A rapid method of preparing hepatic parenchymal cells for studying drug metabolism.

Parenchymal cells were prepared from the livers of male Sprague-Dawley rats by collagenase perfusion and purified by a self-generating Percoll gradient. The method consisted of mixing 31% Percoll and 5 x 10(6) cells/ml, followed by centrifugation at 10,000 x g for 10 min. A self-generated gradient provided a rapid and efficient recovery of highly viable parenchymal cells. The parenchymal cells were determined to be very stable during incubation at 37 degrees C for at least 2 h.

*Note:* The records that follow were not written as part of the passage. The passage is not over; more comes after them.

//! Storage module for persisting cities and locations
//!
//! This module handles all database operations, including:
//! - SQLite database initialization and schema management
//! - City upserts keyed by rank
//! - Location inserts guarded by a unique (city, category) search record
//! - Filtered projections over stored locations

mod schema;
mod sqlite;
mod traits;

pub use sqlite::{build_select, SqliteStorage};
pub use traits::{Storage, StorageError, StorageResult};

use crate::search::Location;
use std::path::Path;

/// Opens (creating if needed) a storage database
pub fn open_storage(path: &Path) -> StorageResult<SqliteStorage> {
    SqliteStorage::new(path)
}

/// A location as read back from the database
#[derive(Debug, Clone, PartialEq)]
pub struct StoredLocation {
    pub id: i64,
    pub city_id: i64,
    pub location: Location,
}

/// A persisted (city, category) search
#[derive(Debug, Clone, PartialEq, Eq)]
pub struct SearchRecord {
    pub city: String,
    pub category: String,
    pub searched_at: String,
    pub location_count: u32,
}

/// Columns of the locations table
#[derive(Debug, Clone, Copy, PartialEq, Eq, Hash)]
pub enum LocationColumn {
    Id,
    Name,
    City,
    CityId,
    Address,
    Categories,
    Rating,
    Price,
    Phone,
}

impl LocationColumn {
    /// Every column, in table order
    pub const ALL: [LocationColumn; 9] = [
        Self::Id,
        Self::Name,
        Self::City,
        Self::CityId,
        Self::Address,
        Self::Categories,
        Self::Rating,
        Self::Price,
        Self::Phone,
    ];

    pub fn as_sql(&self) -> &'static str {
        match self {
            Self::Id => "Id",
            Self::Name => "Name",
            Self::City => "City",
            Self::CityId => "CityId",
            Self::Address => "Address",
            Self::Categories => "Categories",
            Self::Rating => "Rating",
            Self::Price => "Price",
            Self::Phone => "Phone",
        }
    }

    pub fn from_sql(name: &str) -> Option<Self> {
        Self::ALL
            .iter()
            .copied()
            .find(|column| column.as_sql().eq_ignore_ascii_case(name))
    }
}
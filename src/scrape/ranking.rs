//! Ranking page extraction
//!
//! The ranking page is a slideshow: every slide carries a title such as
//! `"1. Denver, Colorado"` and a paragraph describing the city.

use crate::scrape::{City, ScrapeError, ScrapeResult};
use scraper::{ElementRef, Html, Selector};

/// Marker class of one ranking slide
const SLIDE_SELECTOR: &str = ".slide-layout.clearfix";

/// Heading holding `"<rank>. <name>, <state>"`
const TITLE_SELECTOR: &str = "h2.slide-title-text";

const DESCRIPTION_SELECTOR: &str = "p";

/// Parses the ranking page into city records, in page order
///
/// # Errors
///
/// * `ScrapeError::NoRankings` - no slide markers were found at all
/// * `ScrapeError::MissingElement` - a slide lacks its title or description
/// * `ScrapeError::InvalidTitle` / `ScrapeError::InvalidRank` - a title does not
///   follow the `"<rank>. <name>, <state>"` shape
///
/// # Example
///
/// ```
/// use tastemap::scrape::parse_city_rankings;
///
/// let html = r#"<div class="slide-layout clearfix">
///     <h2 class="slide-title-text">1. Denver, Colorado</h2>
///     <p>Mile-high city.</p>
/// </div>"#;
/// let cities = parse_city_rankings(html).unwrap();
/// assert_eq!(cities[0].name, "Denver");
/// assert_eq!(cities[0].state, "Colorado");
/// ```
pub fn parse_city_rankings(html: &str) -> ScrapeResult<Vec<City>> {
    let document = Html::parse_document(html);
    let slide_selector = selector(SLIDE_SELECTOR)?;
    let title_selector = selector(TITLE_SELECTOR)?;
    let description_selector = selector(DESCRIPTION_SELECTOR)?;

    let mut cities = Vec::new();
    for (index, slide) in document.select(&slide_selector).enumerate() {
        let title = first_text(&slide, &title_selector)
            .filter(|text| !text.is_empty())
            .ok_or(ScrapeError::MissingElement {
                index,
                element: TITLE_SELECTOR,
            })?;
        // An empty paragraph is still a description
        let description =
            first_text(&slide, &description_selector).ok_or(ScrapeError::MissingElement {
                index,
                element: DESCRIPTION_SELECTOR,
            })?;

        let (rank, name, state) = split_title(&title)?;
        cities.push(City {
            rank,
            name,
            state,
            description,
        });
    }

    if cities.is_empty() {
        return Err(ScrapeError::NoRankings);
    }

    tracing::debug!("Extracted {} ranked cities", cities.len());
    Ok(cities)
}

/// Splits `"12. Ann Arbor, Michigan"` into `(12, "Ann Arbor", "Michigan")`
///
/// The rank ends at the first `.`; the rest splits on `,` with the first part
/// as the name and the last part as the state.
pub fn split_title(title: &str) -> ScrapeResult<(u32, String, String)> {
    let (rank, rest) = title
        .split_once('.')
        .ok_or_else(|| ScrapeError::InvalidTitle(title.to_string()))?;

    let rank = rank
        .trim()
        .parse::<u32>()
        .ok()
        .filter(|rank| *rank > 0)
        .ok_or_else(|| ScrapeError::InvalidRank(title.to_string()))?;

    let parts: Vec<&str> = rest.split(',').map(str::trim).collect();
    let name = parts.first().copied().unwrap_or_default();
    let state = parts.last().copied().unwrap_or_default();

    if name.is_empty() || state.is_empty() || parts.len() < 2 {
        return Err(ScrapeError::InvalidTitle(title.to_string()));
    }

    Ok((rank, name.to_string(), state.to_string()))
}

fn selector(css: &'static str) -> ScrapeResult<Selector> {
    Selector::parse(css).map_err(|e| ScrapeError::Selector {
        selector: css,
        message: e.to_string(),
    })
}

/// Trimmed text of the first descendant matching `selector`, `None` if absent
fn first_text(element: &ElementRef<'_>, selector: &Selector) -> Option<String> {
    element
        .select(selector)
        .next()
        .map(|found| found.text().collect::<String>().trim().to_string())
}

#[cfg(test)]
mod tests {
    use super::*;

    fn slide(title: &str, description: &str) -> String {
        format!(
            r#"<div class="slide-layout clearfix">
                <h2 class="slide-title-text">{}</h2>
                <div class="slide-module"><p>{}</p><p>Photo credit</p></div>
            </div>"#,
            title, description
        )
    }

    #[test]
    fn test_parse_rankings_in_page_order() {
        let html = format!(
            "<html><body>{}{}</body></html>",
            slide("1. Denver, Colorado", "Denver has it all."),
            slide("2. Austin, Texas", "Live music capital.")
        );

        let cities = parse_city_rankings(&html).unwrap();
        assert_eq!(cities.len(), 2);
        assert_eq!(
            cities[0],
            City {
                rank: 1,
                name: "Denver".to_string(),
                state: "Colorado".to_string(),
                description: "Denver has it all.".to_string(),
            }
        );
        assert_eq!(cities[1].rank, 2);
        assert_eq!(cities[1].name, "Austin");
    }

    #[test]
    fn test_missing_markers_fail_loudly() {
        let html = "<html><body><h2>1. Denver, Colorado</h2></body></html>";
        assert!(matches!(
            parse_city_rankings(html),
            Err(ScrapeError::NoRankings)
        ));
    }

    #[test]
    fn test_slide_without_title() {
        let html = r#"<div class="slide-layout clearfix"><p>Orphan text</p></div>"#;
        assert!(matches!(
            parse_city_rankings(html),
            Err(ScrapeError::MissingElement { index: 0, .. })
        ));
    }

    #[test]
    fn test_empty_description_is_kept() {
        let html = r#"<div class="slide-layout clearfix"><h2 class="slide-title-text">1. Denver, Colorado</h2><p></p></div>"#;
        let cities = parse_city_rankings(html).unwrap();
        assert_eq!(cities.len(), 1);
        assert_eq!(cities[0].name, "Denver");
        assert_eq!(cities[0].description, "");
    }

    #[test]
    fn test_empty_title_is_missing() {
        let html = r#"<div class="slide-layout clearfix"><h2 class="slide-title-text">  </h2><p>Text</p></div>"#;
        assert!(matches!(
            parse_city_rankings(html),
            Err(ScrapeError::MissingElement { index: 0, element: "h2.slide-title-text" })
        ));
    }

    #[test]
    fn test_slide_without_description() {
        let html = r#"<div class="slide-layout clearfix">
            <h2 class="slide-title-text">3. Boulder, Colorado</h2>
        </div>"#;
        assert!(matches!(
            parse_city_rankings(html),
            Err(ScrapeError::MissingElement { element: "p", .. })
        ));
    }

    #[test]
    fn test_split_title_keeps_dotted_names() {
        let (rank, name, state) = split_title("14. St. Paul, Minnesota").unwrap();
        assert_eq!(rank, 14);
        assert_eq!(name, "St. Paul");
        assert_eq!(state, "Minnesota");
    }

    #[test]
    fn test_split_title_uses_last_comma_part_as_state() {
        let (_, name, state) = split_title("7. Raleigh, Durham, North Carolina").unwrap();
        assert_eq!(name, "Raleigh");
        assert_eq!(state, "North Carolina");
    }

    #[test]
    fn test_split_title_rejects_bad_rank() {
        assert!(matches!(
            split_title("First. Denver, Colorado"),
            Err(ScrapeError::InvalidRank(_))
        ));
        assert!(matches!(
            split_title("0. Denver, Colorado"),
            Err(ScrapeError::InvalidRank(_))
        ));
    }

    #[test]
    fn test_split_title_rejects_missing_state() {
        assert!(matches!(
            split_title("5. Denver"),
            Err(ScrapeError::InvalidTitle(_))
        ));
        assert!(matches!(
            split_title("Denver, Colorado"),
            Err(ScrapeError::InvalidTitle(_))
        ));
    }
}
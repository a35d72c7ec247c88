//! SQLite storage implementation
//!
//! This module provides a SQLite-based implementation of the Storage trait.

use crate::scrape::City;
use crate::search::{Category, Location};
use crate::storage::schema::initialize_schema;
use crate::storage::traits::{Storage, StorageError, StorageResult};
use crate::storage::{LocationColumn, SearchRecord, StoredLocation};
use chrono::Utc;
use rusqlite::types::Value as SqlValue;
use rusqlite::{params, params_from_iter, Connection, OptionalExtension, Row};
use std::path::Path;

/// SQLite storage backend
pub struct SqliteStorage {
    conn: Connection,
}

impl SqliteStorage {
    /// Creates a new SqliteStorage instance
    ///
    /// # Arguments
    ///
    /// * `path` - Path to the SQLite database file
    ///
    /// # Returns
    ///
    /// * `Ok(SqliteStorage)` - Successfully opened/created database
    /// * `Err(StorageError)` - Failed to open database
    pub fn new(path: &Path) -> StorageResult<Self> {
        let conn = Connection::open(path)?;

        conn.execute_batch(
            "
            PRAGMA journal_mode = WAL;
            PRAGMA synchronous = NORMAL;
            PRAGMA temp_store = MEMORY;
        ",
        )?;

        initialize_schema(&conn)?;

        tracing::debug!("Opened database {}", path.display());
        Ok(Self { conn })
    }

    /// Creates an in-memory database (for testing)
    #[cfg(test)]
    pub fn new_in_memory() -> StorageResult<Self> {
        let conn = Connection::open_in_memory()?;
        initialize_schema(&conn)?;
        Ok(Self { conn })
    }
}

/// Builds the SELECT statement for a filtered projection over `Locations`
///
/// Identifiers only ever come from `LocationColumn`; filter values are left as
/// numbered placeholders in filter order.
///
/// # Example
///
/// ```
/// use tastemap::storage::{build_select, LocationColumn};
///
/// let sql = build_select(
///     &[LocationColumn::Name, LocationColumn::Rating],
///     &[LocationColumn::City, LocationColumn::Categories],
/// );
/// assert_eq!(
///     sql,
///     "SELECT Name, Rating FROM Locations WHERE City = ?1 AND Categories = ?2 ORDER BY Id"
/// );
/// ```
pub fn build_select(columns: &[LocationColumn], filters: &[LocationColumn]) -> String {
    let columns = if columns.is_empty() {
        &LocationColumn::ALL[..]
    } else {
        columns
    };

    let projection = columns
        .iter()
        .map(LocationColumn::as_sql)
        .collect::<Vec<_>>()
        .join(", ");

    let mut sql = format!("SELECT {} FROM Locations", projection);

    if !filters.is_empty() {
        let conditions = filters
            .iter()
            .enumerate()
            .map(|(i, column)| format!("{} = ?{}", column.as_sql(), i + 1))
            .collect::<Vec<_>>()
            .join(" AND ");
        sql.push_str(" WHERE ");
        sql.push_str(&conditions);
    }

    sql.push_str(" ORDER BY Id");
    sql
}

/// Maps a row selected with `LocationColumn::ALL`
fn stored_location_from_row(row: &Row<'_>) -> rusqlite::Result<StoredLocation> {
    Ok(StoredLocation {
        id: row.get(0)?,
        city_id: row.get(3)?,
        location: Location {
            name: row.get(1)?,
            city: row.get(2)?,
            address: row.get(4)?,
            categories: row.get(5)?,
            rating: row.get(6)?,
            price: row.get(7)?,
            phone: row.get(8)?,
        },
    })
}

fn city_from_row(row: &Row<'_>) -> rusqlite::Result<City> {
    Ok(City {
        rank: row.get(0)?,
        name: row.get(1)?,
        state: row.get(2)?,
        description: row.get(3)?,
    })
}

/// Looks up a city's rank by name on any connection or transaction
fn lookup_city_id(conn: &Connection, name: &str) -> StorageResult<i64> {
    conn.query_row(
        "SELECT Rank FROM Cities WHERE City = ?1 ORDER BY Rank LIMIT 1",
        params![name],
        |row| row.get(0),
    )
    .optional()?
    .ok_or_else(|| StorageError::CityNotFound(name.to_string()))
}

impl Storage for SqliteStorage {
    // ===== Cities =====

    fn upsert_cities(&mut self, cities: &[City]) -> StorageResult<usize> {
        let tx = self.conn.transaction()?;
        {
            let mut stmt = tx.prepare(
                "INSERT INTO Cities (Rank, City, State, Info) VALUES (?1, ?2, ?3, ?4)
                 ON CONFLICT(Rank) DO UPDATE SET
                    City = excluded.City, State = excluded.State, Info = excluded.Info",
            )?;
            for city in cities {
                stmt.execute(params![city.rank, city.name, city.state, city.description])?;
            }
        }
        tx.commit()?;

        tracing::info!("Stored {} cities", cities.len());
        Ok(cities.len())
    }

    fn list_cities(&self) -> StorageResult<Vec<City>> {
        let mut stmt = self
            .conn
            .prepare("SELECT Rank, City, State, Info FROM Cities ORDER BY Rank")?;

        let cities = stmt
            .query_map([], city_from_row)?
            .collect::<Result<Vec<_>, _>>()?;

        Ok(cities)
    }

    fn find_city(&self, name: &str) -> StorageResult<Option<City>> {
        let city = self
            .conn
            .query_row(
                "SELECT Rank, City, State, Info FROM Cities WHERE City = ?1 ORDER BY Rank LIMIT 1",
                params![name],
                city_from_row,
            )
            .optional()?;

        Ok(city)
    }

    fn city_id(&self, name: &str) -> StorageResult<i64> {
        lookup_city_id(&self.conn, name)
    }

    // ===== Locations =====

    fn upsert_locations(
        &mut self,
        city: &str,
        category: Category,
        locations: &[Location],
    ) -> StorageResult<usize> {
        let tx = self.conn.transaction()?;

        let recorded = tx.execute(
            "INSERT OR IGNORE INTO Searches (City, Categories, SearchedAt, LocationCount)
             VALUES (?1, ?2, ?3, ?4)",
            params![
                city,
                category.as_str(),
                Utc::now().to_rfc3339(),
                locations.len() as u32
            ],
        )?;

        if recorded == 0 {
            tracing::debug!("{} / {} already stored, skipping", city, category);
            return Ok(0);
        }

        // Rows are filed under the searched pair so `locations_for` finds them
        let city_id = lookup_city_id(&tx, city)?;
        {
            let mut stmt = tx.prepare(
                "INSERT INTO Locations (Name, City, CityId, Address, Categories, Rating, Price, Phone)
                 VALUES (?1, ?2, ?3, ?4, ?5, ?6, ?7, ?8)",
            )?;
            for location in locations {
                if location.city != city || location.categories != category.as_str() {
                    tracing::warn!(
                        "Filing {} ({} / {}) under {} / {}",
                        location.name,
                        location.city,
                        location.categories,
                        city,
                        category
                    );
                }
                stmt.execute(params![
                    location.name,
                    city,
                    city_id,
                    location.address,
                    category.as_str(),
                    location.rating,
                    location.price,
                    location.phone
                ])?;
            }
        }
        tx.commit()?;

        tracing::info!(
            "Stored {} {} locations for {}",
            locations.len(),
            category,
            city
        );
        Ok(locations.len())
    }

    fn has_search(&self, city: &str, category: Category) -> StorageResult<bool> {
        let found: Option<i64> = self
            .conn
            .query_row(
                "SELECT Id FROM Searches WHERE City = ?1 AND Categories = ?2",
                params![city, category.as_str()],
                |row| row.get(0),
            )
            .optional()?;

        Ok(found.is_some())
    }

    fn list_searches(&self) -> StorageResult<Vec<SearchRecord>> {
        let mut stmt = self.conn.prepare(
            "SELECT City, Categories, SearchedAt, LocationCount FROM Searches ORDER BY Id",
        )?;

        let searches = stmt
            .query_map([], |row| {
                Ok(SearchRecord {
                    city: row.get(0)?,
                    category: row.get(1)?,
                    searched_at: row.get(2)?,
                    location_count: row.get(3)?,
                })
            })?
            .collect::<Result<Vec<_>, _>>()?;

        Ok(searches)
    }

    fn query(
        &self,
        columns: &[LocationColumn],
        filters: &[(LocationColumn, SqlValue)],
    ) -> StorageResult<Vec<Vec<SqlValue>>> {
        let filter_columns: Vec<LocationColumn> = filters.iter().map(|(column, _)| *column).collect();
        let sql = build_select(columns, &filter_columns);
        let width = if columns.is_empty() {
            LocationColumn::ALL.len()
        } else {
            columns.len()
        };

        let mut stmt = self.conn.prepare(&sql)?;
        let rows = stmt
            .query_map(params_from_iter(filters.iter().map(|(_, value)| value)), |row| {
                (0..width)
                    .map(|i| row.get::<_, SqlValue>(i))
                    .collect::<rusqlite::Result<Vec<_>>>()
            })?
            .collect::<Result<Vec<_>, _>>()?;

        Ok(rows)
    }

    fn locations_for(&self, city: &str, category: Category) -> StorageResult<Vec<StoredLocation>> {
        let sql = build_select(
            &LocationColumn::ALL,
            &[LocationColumn::City, LocationColumn::Categories],
        );

        let mut stmt = self.conn.prepare(&sql)?;
        let locations = stmt
            .query_map(params![city, category.as_str()], stored_location_from_row)?
            .collect::<Result<Vec<_>, _>>()?;

        Ok(locations)
    }

    // ===== Statistics =====

    fn count_cities(&self) -> StorageResult<u64> {
        let count: i64 = self
            .conn
            .query_row("SELECT COUNT(*) FROM Cities", [], |row| row.get(0))?;
        Ok(count as u64)
    }

    fn count_locations(&self) -> StorageResult<u64> {
        let count: i64 = self
            .conn
            .query_row("SELECT COUNT(*) FROM Locations", [], |row| row.get(0))?;
        Ok(count as u64)
    }
}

Cell integrity was evaluated by trypan blue dye exclusion, lactate dehydrogenase leakage, and membrane peroxidation. In addition, drug metabolism and conjugation were evaluated as markers of intracellular integrity. With increasing p-nitroanisole (pNA) concentration, the formation of p-nitrophenol (pNP) increased. The rate of sulfation was maximal at a pNA concentration of 0.25 mM and decreased greatly above 1.0 mM. Glucuronidation increased from 0.25 mM to a maximum rate of 2.0 mM pNA. Above 1.0 mM pNA, nonconjugated pNP increased proportionately to the decrease in sulfation. These results indicate that the cell integrity was maintained, and that these cells can be used as a model for studying drug metabolism.